Recorded data:
-------

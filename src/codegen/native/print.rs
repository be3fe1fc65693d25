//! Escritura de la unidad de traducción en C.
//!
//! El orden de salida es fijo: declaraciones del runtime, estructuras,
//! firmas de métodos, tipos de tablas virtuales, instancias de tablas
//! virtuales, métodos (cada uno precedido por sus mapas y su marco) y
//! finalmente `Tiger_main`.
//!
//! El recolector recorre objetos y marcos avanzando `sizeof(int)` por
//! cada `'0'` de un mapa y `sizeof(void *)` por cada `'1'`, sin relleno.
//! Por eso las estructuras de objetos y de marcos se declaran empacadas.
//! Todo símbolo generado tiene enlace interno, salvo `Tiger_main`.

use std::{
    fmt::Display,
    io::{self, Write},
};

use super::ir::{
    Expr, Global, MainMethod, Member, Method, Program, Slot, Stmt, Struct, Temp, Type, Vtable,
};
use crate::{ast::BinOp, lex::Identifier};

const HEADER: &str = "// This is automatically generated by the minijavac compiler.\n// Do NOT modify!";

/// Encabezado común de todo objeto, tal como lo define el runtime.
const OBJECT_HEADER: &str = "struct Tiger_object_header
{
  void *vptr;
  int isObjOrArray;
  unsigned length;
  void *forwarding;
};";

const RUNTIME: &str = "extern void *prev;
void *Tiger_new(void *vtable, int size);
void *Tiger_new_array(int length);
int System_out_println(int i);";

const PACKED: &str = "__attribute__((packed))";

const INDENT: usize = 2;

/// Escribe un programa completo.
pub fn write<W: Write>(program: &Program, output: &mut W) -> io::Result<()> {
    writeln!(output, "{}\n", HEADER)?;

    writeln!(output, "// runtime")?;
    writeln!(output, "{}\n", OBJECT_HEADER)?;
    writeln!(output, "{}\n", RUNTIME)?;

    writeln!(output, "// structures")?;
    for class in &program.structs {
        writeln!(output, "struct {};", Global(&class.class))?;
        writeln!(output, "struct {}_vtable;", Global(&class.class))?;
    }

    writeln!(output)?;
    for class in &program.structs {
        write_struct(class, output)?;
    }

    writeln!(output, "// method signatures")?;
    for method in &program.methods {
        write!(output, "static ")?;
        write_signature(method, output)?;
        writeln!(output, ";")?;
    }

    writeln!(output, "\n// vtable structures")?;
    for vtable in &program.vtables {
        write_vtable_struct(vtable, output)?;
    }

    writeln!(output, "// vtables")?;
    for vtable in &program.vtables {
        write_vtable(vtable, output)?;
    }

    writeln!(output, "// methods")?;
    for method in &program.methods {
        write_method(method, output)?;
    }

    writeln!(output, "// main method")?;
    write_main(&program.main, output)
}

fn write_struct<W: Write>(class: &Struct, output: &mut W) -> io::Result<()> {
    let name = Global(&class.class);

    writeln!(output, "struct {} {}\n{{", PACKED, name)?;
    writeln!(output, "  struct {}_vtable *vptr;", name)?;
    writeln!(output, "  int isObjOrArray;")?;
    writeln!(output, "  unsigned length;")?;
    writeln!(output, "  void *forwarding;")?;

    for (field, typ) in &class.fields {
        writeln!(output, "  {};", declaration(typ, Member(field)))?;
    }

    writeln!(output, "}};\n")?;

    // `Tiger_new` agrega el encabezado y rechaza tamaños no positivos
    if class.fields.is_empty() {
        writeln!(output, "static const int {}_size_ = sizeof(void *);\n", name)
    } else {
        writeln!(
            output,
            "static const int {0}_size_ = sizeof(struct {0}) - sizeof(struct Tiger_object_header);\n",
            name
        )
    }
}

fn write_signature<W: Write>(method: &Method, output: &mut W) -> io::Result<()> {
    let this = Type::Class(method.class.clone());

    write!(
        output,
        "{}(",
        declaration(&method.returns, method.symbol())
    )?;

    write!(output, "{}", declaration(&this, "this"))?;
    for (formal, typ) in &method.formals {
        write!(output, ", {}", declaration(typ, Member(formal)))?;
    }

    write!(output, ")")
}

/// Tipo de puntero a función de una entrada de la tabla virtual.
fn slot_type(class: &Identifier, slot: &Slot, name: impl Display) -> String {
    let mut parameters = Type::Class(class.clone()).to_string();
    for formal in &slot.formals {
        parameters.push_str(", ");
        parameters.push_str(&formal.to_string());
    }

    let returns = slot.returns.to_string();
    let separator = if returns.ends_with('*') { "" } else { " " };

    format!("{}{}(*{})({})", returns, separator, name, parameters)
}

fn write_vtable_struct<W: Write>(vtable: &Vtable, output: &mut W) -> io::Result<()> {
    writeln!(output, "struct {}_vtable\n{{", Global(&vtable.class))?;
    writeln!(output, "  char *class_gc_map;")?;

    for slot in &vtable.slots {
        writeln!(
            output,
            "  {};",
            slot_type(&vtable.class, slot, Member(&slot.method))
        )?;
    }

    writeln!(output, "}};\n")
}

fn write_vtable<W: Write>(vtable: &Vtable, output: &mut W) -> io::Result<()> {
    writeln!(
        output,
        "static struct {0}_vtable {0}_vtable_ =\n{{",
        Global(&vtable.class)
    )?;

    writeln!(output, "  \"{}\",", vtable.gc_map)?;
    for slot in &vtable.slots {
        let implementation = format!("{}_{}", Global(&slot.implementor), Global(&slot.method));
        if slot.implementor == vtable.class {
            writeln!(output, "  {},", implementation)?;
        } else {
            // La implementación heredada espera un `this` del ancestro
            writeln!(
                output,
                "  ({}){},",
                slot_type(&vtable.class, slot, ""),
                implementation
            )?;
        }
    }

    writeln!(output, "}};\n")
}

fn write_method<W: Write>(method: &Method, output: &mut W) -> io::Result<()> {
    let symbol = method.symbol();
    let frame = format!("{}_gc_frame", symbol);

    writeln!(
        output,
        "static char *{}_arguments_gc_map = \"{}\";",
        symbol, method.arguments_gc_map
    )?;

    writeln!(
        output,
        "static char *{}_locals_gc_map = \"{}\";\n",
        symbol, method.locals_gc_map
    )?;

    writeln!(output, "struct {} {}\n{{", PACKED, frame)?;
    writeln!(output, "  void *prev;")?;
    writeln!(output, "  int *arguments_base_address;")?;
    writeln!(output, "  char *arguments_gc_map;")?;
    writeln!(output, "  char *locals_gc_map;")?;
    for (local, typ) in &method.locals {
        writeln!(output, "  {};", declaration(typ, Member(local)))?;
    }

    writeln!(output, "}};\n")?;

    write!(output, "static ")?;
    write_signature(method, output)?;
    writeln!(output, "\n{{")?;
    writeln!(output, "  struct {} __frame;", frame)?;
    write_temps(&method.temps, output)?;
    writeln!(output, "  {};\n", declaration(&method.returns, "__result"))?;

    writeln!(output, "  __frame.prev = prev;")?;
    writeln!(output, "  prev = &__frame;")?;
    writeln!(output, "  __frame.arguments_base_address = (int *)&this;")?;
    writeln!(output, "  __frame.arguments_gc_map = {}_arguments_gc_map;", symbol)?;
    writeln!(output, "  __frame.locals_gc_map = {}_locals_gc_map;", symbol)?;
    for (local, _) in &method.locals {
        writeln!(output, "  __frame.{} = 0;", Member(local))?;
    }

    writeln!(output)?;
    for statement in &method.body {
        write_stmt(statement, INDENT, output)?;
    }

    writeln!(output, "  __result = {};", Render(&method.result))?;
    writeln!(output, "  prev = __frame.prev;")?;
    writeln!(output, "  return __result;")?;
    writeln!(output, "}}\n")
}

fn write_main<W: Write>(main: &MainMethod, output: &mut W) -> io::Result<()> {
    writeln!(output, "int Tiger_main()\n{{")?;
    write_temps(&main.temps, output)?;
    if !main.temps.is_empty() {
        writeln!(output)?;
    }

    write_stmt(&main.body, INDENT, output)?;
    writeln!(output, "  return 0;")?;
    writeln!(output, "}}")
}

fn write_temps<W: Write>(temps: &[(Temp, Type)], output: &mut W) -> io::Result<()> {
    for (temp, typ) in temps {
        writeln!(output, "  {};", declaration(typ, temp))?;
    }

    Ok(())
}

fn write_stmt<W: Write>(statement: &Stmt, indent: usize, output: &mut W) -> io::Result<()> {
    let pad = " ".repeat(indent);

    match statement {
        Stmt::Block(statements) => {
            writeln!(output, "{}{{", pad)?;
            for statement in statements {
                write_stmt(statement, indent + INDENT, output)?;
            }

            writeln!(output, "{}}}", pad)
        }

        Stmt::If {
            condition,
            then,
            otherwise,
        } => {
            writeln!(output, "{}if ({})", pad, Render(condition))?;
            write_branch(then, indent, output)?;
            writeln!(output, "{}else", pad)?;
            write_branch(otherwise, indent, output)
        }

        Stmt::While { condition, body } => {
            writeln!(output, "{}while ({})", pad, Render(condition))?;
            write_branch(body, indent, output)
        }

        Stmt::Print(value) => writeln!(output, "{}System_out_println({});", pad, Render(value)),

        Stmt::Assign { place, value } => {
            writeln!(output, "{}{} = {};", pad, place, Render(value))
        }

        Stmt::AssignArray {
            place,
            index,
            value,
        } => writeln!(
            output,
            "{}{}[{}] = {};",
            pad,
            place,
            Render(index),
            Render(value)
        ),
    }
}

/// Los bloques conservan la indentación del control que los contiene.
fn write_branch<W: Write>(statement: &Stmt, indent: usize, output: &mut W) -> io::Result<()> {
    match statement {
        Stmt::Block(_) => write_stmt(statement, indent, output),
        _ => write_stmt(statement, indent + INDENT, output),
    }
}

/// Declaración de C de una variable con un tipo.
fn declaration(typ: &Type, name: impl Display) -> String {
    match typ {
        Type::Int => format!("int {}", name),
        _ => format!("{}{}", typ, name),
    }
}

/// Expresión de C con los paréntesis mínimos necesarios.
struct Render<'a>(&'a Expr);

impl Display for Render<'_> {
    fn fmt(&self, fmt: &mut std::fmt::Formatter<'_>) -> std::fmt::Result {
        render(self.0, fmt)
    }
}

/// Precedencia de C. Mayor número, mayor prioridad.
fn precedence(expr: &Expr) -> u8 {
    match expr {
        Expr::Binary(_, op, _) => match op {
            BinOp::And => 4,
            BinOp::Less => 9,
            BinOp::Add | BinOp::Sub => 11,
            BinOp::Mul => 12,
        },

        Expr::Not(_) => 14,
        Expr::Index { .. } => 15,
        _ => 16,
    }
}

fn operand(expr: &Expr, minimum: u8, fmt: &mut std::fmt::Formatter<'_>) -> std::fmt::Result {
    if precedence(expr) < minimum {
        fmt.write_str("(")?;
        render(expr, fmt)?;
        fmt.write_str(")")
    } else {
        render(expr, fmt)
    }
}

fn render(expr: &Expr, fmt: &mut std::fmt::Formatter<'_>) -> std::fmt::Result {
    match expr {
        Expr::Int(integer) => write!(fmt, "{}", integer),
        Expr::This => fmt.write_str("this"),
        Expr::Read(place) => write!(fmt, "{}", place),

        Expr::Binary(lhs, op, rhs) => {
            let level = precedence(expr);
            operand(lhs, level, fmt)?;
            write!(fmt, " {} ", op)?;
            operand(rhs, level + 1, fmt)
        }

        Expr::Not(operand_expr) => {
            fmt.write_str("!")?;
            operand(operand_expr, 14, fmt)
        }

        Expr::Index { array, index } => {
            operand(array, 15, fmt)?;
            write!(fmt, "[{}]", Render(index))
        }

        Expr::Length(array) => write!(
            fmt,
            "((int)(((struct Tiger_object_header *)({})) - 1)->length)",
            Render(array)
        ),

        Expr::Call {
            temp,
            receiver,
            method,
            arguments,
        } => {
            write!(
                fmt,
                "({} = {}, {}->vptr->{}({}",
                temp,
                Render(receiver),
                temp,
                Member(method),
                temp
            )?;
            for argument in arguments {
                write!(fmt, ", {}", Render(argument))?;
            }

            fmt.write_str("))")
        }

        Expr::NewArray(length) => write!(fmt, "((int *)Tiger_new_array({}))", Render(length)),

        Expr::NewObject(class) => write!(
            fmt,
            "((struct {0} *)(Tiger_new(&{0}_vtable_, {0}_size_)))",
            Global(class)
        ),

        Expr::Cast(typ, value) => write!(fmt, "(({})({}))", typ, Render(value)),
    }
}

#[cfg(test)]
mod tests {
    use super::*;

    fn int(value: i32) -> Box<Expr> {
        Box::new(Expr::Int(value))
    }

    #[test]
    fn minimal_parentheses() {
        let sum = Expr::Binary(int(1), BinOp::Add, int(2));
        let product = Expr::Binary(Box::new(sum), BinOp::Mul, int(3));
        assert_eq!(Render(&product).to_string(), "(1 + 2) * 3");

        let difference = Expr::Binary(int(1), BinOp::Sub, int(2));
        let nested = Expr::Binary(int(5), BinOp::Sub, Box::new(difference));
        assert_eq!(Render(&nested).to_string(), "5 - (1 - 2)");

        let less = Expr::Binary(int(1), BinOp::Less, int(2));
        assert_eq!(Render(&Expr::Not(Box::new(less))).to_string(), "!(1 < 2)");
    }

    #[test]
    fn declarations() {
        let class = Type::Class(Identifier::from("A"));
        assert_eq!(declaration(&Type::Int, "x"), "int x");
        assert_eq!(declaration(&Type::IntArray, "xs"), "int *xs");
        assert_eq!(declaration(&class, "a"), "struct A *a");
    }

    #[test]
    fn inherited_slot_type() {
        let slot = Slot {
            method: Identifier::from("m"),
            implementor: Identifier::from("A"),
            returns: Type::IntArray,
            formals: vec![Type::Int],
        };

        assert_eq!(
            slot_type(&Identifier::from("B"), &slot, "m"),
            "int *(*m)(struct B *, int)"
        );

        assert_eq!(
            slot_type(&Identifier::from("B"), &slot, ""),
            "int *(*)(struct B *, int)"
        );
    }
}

-------

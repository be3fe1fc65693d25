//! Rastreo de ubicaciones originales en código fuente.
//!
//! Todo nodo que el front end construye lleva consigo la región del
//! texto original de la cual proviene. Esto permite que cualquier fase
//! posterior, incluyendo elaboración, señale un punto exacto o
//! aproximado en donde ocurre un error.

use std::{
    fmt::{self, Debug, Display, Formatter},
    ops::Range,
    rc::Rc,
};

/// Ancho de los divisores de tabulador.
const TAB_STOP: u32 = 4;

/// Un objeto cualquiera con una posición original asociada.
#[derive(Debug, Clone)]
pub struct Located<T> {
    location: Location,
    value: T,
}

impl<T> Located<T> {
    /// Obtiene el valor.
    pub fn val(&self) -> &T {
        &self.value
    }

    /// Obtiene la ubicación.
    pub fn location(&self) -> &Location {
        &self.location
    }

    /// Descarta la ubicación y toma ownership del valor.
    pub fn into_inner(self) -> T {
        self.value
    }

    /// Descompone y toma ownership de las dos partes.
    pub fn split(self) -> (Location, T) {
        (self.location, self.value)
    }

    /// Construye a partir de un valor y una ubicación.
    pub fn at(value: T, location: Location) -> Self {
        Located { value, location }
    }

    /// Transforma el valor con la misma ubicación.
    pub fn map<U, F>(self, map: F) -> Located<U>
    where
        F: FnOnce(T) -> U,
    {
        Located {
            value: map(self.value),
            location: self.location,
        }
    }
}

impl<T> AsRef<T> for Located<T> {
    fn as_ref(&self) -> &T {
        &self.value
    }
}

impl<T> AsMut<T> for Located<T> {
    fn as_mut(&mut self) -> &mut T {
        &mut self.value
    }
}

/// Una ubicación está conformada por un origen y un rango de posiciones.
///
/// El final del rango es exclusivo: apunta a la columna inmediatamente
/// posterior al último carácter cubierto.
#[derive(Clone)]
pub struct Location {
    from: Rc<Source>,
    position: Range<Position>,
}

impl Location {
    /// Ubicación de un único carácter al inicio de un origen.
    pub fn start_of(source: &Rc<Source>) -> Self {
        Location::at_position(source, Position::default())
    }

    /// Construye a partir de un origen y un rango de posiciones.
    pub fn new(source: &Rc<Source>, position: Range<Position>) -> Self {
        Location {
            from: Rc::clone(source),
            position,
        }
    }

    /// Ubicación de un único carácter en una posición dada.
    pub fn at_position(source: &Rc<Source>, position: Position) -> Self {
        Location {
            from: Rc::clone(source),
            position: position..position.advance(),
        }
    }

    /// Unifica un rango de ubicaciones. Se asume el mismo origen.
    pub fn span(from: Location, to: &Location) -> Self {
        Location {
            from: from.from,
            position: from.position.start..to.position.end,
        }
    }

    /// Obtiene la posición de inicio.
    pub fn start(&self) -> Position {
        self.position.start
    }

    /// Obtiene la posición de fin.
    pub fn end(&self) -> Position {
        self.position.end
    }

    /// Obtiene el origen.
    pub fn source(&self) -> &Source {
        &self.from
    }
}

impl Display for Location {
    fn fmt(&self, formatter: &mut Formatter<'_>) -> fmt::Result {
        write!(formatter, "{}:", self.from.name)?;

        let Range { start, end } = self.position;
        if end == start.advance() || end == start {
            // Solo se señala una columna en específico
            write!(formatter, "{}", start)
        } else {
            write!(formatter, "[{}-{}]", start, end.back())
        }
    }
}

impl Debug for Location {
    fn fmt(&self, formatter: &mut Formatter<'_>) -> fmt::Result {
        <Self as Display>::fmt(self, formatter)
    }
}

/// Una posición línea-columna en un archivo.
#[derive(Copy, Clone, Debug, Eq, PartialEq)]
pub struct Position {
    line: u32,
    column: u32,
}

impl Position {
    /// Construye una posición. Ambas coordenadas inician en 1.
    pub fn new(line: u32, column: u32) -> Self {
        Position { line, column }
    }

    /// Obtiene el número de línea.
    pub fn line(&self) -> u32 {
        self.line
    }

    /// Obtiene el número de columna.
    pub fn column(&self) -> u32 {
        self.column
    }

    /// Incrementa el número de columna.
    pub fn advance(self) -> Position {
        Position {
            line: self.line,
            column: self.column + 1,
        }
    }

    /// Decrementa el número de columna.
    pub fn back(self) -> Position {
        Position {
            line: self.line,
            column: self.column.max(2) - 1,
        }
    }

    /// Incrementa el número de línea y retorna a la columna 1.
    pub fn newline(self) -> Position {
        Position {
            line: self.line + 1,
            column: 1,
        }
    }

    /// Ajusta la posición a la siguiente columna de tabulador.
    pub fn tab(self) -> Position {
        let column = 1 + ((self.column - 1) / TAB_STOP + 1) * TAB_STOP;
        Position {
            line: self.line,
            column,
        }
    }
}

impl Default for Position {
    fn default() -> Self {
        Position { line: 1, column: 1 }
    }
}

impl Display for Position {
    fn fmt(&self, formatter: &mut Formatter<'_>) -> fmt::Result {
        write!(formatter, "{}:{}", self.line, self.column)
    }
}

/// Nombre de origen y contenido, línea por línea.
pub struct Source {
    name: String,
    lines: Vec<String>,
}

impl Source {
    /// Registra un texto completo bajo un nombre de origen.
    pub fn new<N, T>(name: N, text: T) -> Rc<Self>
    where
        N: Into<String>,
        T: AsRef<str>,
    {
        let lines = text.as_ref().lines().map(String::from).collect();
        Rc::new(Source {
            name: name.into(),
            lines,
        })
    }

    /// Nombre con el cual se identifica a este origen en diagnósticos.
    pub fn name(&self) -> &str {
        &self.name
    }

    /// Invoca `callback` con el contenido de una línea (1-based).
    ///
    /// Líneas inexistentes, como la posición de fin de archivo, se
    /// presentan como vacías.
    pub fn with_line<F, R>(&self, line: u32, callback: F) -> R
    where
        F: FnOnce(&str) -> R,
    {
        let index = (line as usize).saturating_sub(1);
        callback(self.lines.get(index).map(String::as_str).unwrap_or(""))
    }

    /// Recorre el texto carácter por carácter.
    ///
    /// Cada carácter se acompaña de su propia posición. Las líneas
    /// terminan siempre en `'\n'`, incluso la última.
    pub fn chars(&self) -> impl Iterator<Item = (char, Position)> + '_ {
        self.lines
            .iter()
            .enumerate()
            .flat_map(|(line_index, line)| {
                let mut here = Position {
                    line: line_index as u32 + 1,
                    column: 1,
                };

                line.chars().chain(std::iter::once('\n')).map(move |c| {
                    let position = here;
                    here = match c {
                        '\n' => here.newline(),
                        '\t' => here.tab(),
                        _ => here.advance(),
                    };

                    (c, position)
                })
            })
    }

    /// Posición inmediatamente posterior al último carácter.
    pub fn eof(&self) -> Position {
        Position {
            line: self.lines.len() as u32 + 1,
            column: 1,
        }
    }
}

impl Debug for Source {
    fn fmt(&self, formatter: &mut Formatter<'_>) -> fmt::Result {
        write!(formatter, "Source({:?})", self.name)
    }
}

-------

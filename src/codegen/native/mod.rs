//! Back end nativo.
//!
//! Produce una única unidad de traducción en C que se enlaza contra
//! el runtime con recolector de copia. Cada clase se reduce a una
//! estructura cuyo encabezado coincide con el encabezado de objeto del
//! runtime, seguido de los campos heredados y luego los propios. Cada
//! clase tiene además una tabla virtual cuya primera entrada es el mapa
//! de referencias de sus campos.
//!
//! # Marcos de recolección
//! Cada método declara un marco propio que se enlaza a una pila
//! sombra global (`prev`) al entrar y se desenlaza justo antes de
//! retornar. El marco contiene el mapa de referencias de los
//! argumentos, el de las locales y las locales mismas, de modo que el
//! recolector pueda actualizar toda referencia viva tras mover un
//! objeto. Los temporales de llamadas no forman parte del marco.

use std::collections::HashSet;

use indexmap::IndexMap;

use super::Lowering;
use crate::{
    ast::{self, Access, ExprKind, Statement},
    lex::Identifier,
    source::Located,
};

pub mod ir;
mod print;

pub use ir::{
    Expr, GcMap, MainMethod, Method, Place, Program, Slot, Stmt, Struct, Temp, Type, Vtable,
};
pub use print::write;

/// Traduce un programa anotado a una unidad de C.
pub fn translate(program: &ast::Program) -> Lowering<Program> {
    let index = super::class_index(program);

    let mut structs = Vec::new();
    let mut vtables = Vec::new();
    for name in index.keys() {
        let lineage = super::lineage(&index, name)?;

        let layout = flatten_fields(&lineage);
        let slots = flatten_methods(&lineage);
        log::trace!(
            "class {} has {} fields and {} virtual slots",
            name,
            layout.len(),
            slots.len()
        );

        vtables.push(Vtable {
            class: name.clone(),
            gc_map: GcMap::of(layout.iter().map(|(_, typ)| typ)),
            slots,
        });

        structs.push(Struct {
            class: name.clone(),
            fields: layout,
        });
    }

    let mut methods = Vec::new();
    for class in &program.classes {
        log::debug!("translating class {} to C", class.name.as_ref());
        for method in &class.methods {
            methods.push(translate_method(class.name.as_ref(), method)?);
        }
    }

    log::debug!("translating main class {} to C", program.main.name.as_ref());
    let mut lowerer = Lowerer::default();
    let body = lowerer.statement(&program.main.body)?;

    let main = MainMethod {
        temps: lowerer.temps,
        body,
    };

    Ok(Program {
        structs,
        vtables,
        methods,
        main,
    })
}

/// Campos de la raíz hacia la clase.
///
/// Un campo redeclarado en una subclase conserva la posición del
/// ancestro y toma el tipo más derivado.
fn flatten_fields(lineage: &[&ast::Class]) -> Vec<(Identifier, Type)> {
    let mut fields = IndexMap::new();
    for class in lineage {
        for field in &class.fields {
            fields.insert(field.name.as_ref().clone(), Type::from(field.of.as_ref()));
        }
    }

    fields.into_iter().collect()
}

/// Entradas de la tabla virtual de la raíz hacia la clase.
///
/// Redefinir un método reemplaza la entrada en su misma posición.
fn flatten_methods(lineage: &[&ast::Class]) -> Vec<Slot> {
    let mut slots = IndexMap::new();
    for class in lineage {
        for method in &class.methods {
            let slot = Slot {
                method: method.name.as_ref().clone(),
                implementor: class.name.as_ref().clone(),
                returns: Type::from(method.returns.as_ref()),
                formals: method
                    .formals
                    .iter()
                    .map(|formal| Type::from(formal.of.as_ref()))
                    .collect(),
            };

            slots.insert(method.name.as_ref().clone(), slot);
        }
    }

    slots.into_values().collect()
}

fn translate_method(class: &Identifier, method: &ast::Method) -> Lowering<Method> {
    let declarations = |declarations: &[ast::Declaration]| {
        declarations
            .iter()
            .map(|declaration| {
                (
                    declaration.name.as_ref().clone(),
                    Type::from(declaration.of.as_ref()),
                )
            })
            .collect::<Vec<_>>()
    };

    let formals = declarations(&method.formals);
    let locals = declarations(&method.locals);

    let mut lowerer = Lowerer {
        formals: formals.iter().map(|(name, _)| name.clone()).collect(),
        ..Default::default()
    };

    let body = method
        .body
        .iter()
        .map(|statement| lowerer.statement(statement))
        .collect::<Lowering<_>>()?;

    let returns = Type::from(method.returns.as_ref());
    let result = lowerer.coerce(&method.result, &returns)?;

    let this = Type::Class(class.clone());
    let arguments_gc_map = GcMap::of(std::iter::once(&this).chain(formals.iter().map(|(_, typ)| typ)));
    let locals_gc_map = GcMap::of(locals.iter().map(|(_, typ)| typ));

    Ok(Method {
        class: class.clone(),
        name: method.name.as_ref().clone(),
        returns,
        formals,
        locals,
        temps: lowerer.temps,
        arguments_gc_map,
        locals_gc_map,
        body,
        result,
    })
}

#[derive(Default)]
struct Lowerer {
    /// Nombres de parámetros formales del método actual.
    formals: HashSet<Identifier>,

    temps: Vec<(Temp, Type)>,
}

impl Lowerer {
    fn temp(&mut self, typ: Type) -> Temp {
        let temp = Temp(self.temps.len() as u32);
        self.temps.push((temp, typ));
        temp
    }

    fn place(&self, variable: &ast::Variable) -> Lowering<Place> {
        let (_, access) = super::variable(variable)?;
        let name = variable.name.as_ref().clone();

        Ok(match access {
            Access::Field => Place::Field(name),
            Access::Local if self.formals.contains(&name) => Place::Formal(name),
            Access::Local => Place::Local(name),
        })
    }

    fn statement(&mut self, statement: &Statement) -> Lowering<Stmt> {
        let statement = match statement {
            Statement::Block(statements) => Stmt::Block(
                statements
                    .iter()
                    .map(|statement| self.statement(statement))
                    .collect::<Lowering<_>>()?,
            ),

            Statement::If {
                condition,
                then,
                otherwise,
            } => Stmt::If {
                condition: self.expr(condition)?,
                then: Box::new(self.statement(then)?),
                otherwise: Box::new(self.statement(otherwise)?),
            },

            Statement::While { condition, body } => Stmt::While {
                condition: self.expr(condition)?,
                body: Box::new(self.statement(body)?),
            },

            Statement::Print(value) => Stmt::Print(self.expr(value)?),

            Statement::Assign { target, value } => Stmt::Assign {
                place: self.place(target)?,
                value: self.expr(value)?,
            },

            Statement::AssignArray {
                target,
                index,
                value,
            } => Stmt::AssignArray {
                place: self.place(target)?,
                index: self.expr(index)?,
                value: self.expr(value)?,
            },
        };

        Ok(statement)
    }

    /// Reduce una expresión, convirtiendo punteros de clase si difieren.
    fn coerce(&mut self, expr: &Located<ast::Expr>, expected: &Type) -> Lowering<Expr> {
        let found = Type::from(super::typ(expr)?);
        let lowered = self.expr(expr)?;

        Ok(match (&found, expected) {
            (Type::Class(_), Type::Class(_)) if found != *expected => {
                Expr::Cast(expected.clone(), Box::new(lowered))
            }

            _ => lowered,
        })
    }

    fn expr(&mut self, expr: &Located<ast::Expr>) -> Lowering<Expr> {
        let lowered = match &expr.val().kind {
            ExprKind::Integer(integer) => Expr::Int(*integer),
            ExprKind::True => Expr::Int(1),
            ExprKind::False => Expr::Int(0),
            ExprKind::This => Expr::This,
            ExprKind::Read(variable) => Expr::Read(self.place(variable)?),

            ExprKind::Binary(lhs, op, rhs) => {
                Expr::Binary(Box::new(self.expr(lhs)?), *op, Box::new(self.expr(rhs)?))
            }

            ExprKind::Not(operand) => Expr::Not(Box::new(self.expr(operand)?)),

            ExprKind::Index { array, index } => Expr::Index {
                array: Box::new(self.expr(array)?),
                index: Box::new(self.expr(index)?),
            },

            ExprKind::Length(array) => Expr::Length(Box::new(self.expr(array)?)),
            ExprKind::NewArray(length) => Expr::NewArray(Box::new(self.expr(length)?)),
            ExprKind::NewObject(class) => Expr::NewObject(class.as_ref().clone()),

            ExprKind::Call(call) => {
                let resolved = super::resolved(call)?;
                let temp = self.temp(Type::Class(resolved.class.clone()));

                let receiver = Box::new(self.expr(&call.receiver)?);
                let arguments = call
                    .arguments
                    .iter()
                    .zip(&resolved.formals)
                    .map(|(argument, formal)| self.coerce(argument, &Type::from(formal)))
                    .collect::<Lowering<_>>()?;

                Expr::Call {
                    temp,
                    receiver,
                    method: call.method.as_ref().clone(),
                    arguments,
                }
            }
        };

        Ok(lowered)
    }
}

-------

TASK PROMPT:
Looking at the records above, work out how many lines contain "rango". Give the number only.

EXERCISE RESPONSE:
4